» WHAT YOU SHOULD DO
Which lines in the data below contain the word "PlanPreview"? Copy each of them.

Recorded data:
=== Begin Enclosure ===

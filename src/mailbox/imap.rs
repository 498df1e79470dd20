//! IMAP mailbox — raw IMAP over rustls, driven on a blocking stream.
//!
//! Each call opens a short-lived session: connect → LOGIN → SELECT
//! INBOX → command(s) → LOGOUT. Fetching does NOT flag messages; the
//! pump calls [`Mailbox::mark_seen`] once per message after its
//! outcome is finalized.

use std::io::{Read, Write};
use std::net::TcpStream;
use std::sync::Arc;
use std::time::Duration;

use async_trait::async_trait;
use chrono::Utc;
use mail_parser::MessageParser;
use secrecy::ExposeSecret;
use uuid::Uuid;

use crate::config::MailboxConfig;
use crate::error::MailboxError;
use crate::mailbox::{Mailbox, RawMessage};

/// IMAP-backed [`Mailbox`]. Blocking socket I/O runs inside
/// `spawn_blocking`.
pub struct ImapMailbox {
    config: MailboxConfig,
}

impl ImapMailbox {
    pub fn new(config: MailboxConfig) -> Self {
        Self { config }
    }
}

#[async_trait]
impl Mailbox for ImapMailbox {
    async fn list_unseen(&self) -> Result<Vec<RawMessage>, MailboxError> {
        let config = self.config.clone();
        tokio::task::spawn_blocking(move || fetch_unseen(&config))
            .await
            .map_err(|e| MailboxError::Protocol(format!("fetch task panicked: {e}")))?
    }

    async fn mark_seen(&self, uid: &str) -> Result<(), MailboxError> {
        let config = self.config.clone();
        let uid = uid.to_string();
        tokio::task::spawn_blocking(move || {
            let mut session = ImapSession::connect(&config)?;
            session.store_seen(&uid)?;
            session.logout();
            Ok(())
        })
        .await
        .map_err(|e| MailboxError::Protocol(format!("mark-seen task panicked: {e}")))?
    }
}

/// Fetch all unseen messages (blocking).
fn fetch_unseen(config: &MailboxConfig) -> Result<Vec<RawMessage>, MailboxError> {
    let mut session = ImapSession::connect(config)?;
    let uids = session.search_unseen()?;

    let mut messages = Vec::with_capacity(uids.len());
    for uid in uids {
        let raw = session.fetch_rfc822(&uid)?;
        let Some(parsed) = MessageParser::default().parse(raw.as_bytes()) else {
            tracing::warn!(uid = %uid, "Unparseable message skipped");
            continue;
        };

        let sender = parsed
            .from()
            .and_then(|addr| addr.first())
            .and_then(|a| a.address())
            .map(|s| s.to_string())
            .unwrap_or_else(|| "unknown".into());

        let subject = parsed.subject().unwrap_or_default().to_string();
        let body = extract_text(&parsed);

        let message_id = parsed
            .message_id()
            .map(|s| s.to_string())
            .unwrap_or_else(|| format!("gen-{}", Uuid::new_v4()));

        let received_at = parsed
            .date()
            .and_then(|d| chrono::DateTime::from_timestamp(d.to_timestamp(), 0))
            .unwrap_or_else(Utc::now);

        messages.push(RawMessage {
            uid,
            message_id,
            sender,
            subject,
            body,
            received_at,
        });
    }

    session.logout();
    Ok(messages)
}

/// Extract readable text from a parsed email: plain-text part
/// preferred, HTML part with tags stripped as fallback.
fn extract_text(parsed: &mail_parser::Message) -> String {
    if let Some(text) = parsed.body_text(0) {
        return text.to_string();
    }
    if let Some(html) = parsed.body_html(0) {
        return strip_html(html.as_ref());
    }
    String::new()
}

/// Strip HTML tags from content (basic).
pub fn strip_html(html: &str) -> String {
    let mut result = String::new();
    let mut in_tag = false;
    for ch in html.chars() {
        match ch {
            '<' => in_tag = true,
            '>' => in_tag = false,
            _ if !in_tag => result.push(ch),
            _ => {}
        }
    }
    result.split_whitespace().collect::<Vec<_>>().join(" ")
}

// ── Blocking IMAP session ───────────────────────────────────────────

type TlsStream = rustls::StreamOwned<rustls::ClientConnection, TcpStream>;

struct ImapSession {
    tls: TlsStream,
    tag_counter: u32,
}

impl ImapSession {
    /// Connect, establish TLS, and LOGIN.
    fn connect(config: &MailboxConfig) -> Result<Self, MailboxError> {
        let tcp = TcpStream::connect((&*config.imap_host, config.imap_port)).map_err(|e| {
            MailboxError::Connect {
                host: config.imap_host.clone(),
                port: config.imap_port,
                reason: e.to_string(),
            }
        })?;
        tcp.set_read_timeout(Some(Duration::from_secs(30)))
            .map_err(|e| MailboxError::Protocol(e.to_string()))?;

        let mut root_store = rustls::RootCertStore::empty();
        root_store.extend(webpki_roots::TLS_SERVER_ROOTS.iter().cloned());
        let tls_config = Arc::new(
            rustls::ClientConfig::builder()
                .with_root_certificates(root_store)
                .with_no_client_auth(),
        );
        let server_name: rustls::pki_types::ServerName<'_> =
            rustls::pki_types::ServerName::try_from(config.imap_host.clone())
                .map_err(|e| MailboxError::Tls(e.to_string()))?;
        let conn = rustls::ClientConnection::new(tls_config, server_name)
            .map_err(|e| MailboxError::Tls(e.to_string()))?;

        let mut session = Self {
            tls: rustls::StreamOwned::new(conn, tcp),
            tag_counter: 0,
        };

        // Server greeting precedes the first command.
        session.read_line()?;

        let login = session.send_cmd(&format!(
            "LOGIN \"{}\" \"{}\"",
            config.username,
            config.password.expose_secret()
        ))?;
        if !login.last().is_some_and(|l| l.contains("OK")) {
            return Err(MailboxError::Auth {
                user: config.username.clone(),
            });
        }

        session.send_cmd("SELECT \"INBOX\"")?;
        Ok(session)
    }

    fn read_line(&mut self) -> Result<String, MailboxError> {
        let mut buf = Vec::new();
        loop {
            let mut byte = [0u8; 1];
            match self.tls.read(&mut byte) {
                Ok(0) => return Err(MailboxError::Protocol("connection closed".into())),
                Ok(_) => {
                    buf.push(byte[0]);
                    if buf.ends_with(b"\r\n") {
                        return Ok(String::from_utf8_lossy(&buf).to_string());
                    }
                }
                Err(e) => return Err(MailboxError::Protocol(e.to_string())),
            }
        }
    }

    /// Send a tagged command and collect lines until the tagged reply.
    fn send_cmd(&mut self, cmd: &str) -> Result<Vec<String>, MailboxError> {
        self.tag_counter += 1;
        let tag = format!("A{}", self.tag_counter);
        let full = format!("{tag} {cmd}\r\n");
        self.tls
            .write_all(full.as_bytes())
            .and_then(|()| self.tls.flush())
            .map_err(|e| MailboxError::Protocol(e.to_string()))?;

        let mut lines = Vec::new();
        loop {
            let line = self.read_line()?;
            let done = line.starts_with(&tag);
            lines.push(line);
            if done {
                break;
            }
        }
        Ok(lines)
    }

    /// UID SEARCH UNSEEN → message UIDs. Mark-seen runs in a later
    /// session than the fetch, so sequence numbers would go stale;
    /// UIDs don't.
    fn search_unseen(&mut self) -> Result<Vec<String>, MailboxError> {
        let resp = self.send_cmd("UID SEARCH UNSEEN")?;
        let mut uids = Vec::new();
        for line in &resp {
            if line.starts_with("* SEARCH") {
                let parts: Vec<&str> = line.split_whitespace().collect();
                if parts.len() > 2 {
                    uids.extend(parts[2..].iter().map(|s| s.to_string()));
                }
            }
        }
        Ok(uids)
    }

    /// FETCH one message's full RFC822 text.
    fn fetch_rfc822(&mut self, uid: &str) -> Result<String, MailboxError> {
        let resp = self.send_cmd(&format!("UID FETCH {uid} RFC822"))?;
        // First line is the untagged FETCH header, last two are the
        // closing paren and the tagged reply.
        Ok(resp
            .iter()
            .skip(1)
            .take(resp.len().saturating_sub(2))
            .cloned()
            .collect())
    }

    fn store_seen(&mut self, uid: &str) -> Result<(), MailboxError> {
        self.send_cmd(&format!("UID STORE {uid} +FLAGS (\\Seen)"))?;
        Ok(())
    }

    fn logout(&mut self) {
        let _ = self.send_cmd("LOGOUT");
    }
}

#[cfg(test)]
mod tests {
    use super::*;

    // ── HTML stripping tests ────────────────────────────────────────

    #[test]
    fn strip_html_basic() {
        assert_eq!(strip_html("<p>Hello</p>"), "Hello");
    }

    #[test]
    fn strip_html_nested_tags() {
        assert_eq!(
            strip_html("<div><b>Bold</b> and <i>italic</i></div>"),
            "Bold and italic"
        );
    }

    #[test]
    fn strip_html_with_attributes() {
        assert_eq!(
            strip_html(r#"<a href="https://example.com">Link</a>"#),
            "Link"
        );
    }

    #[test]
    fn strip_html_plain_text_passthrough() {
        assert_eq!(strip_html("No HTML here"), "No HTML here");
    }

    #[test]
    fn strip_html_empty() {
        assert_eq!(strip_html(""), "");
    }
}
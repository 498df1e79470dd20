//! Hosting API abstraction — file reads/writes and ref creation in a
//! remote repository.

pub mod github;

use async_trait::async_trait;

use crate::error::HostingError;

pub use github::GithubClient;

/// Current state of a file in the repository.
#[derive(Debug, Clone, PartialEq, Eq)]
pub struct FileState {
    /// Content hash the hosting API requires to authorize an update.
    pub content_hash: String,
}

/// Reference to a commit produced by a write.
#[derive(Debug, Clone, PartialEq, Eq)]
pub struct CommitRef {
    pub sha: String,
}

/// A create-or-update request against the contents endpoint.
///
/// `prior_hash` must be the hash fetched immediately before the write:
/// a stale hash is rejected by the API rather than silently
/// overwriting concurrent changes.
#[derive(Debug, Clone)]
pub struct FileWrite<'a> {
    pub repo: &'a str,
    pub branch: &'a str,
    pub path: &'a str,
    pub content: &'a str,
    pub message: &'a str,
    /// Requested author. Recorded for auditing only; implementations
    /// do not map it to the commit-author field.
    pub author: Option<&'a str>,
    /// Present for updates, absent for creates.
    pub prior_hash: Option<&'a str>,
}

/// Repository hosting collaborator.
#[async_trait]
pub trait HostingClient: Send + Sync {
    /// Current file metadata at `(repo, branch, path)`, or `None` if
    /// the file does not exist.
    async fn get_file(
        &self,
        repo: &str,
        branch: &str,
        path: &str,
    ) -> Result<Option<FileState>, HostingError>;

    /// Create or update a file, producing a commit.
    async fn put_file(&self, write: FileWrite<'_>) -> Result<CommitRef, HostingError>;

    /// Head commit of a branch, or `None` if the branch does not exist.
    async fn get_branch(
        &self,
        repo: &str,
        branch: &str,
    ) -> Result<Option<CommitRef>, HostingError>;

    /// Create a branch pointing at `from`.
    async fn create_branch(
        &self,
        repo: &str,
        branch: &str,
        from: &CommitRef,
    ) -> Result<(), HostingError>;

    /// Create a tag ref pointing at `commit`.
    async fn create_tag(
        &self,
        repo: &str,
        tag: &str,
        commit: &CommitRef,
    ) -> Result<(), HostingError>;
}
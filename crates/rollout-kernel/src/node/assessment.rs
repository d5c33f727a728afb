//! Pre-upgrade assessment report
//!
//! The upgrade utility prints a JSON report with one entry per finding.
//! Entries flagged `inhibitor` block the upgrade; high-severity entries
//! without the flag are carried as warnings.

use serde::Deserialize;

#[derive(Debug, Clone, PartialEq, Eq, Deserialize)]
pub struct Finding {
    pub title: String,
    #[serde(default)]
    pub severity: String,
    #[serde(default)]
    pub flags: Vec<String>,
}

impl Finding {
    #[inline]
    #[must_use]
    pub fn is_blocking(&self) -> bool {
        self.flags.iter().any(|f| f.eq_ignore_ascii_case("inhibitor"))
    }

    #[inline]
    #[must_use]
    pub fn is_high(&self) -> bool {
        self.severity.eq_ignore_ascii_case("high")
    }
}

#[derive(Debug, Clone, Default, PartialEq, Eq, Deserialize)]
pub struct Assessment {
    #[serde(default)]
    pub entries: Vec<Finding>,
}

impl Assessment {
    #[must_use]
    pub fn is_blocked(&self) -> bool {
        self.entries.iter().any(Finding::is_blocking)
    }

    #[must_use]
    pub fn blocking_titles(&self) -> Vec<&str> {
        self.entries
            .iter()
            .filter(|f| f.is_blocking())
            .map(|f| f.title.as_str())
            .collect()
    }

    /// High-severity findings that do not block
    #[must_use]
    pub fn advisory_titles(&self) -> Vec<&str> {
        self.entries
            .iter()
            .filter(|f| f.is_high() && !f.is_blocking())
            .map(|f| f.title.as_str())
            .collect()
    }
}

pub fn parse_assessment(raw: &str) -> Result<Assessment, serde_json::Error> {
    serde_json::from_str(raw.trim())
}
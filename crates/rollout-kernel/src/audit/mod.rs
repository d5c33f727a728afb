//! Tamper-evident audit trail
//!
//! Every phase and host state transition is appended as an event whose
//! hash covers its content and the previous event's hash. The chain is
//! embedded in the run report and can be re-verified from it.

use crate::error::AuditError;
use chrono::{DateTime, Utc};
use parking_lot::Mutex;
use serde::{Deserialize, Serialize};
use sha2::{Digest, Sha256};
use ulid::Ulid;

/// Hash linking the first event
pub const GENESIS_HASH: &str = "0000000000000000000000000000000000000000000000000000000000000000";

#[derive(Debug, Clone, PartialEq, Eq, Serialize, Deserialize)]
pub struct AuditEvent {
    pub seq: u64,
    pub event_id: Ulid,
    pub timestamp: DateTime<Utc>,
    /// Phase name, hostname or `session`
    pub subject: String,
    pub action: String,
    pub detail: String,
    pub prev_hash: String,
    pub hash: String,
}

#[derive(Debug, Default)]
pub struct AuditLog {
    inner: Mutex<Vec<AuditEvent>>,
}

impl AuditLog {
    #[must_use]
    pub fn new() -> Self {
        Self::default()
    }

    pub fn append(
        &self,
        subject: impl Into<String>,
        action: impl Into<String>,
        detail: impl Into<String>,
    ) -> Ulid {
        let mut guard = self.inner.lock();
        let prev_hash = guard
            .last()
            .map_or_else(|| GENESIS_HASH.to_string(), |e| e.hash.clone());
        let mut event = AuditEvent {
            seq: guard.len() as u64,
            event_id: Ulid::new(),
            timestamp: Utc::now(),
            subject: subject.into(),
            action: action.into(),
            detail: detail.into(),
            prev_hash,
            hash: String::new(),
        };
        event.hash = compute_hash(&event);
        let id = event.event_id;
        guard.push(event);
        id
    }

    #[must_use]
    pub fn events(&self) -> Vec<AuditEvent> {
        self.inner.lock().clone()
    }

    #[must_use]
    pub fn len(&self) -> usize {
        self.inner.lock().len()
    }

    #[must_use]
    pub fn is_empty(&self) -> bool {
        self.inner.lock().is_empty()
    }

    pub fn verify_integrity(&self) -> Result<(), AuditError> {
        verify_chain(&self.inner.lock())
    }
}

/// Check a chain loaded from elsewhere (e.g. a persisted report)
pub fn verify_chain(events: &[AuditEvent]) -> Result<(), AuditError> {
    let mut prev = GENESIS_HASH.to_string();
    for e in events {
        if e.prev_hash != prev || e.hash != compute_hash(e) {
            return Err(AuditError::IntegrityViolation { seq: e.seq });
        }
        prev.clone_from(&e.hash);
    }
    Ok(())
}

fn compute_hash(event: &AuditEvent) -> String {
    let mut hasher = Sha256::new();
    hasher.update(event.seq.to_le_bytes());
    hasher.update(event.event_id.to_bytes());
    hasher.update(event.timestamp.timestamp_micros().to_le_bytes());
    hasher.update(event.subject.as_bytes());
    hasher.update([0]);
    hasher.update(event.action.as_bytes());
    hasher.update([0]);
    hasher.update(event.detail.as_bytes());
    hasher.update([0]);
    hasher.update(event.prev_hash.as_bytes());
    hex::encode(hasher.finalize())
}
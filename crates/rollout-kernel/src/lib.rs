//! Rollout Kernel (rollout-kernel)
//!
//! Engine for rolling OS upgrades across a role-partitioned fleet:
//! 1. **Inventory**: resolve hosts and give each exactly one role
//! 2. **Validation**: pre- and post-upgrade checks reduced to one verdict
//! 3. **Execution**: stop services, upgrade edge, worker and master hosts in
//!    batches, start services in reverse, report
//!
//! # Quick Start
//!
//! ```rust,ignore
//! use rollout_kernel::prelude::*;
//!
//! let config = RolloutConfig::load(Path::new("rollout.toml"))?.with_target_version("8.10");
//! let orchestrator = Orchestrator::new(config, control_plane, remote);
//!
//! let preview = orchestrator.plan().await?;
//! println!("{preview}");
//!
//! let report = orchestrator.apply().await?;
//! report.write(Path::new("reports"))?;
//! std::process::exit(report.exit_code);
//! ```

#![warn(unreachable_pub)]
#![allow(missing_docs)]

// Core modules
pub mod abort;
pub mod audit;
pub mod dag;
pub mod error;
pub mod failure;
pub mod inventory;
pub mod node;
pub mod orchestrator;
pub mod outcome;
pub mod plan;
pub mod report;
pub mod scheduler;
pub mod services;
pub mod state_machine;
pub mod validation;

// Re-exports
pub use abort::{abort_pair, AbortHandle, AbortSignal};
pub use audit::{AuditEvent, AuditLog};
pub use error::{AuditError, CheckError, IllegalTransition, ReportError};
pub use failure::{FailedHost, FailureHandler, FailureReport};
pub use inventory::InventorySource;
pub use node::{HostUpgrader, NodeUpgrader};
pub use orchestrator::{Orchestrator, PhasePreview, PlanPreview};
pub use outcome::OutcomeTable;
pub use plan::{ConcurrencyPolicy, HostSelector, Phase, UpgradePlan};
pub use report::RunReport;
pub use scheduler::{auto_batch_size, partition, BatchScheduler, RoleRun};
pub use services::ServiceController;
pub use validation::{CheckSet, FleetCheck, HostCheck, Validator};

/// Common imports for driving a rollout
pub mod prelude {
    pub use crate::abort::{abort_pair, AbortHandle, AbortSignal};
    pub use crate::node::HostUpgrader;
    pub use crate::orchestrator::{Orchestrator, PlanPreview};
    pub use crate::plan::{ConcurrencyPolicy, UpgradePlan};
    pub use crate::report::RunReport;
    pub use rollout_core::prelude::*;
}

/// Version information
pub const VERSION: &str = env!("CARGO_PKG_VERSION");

=== End Enclosure ===

» YOUR RESPONSE
pub use orchestrator::{Orchestrator, PhasePreview, PlanPreview};
    pub use crate::orchestrator::{Orchestrator, PlanPreview};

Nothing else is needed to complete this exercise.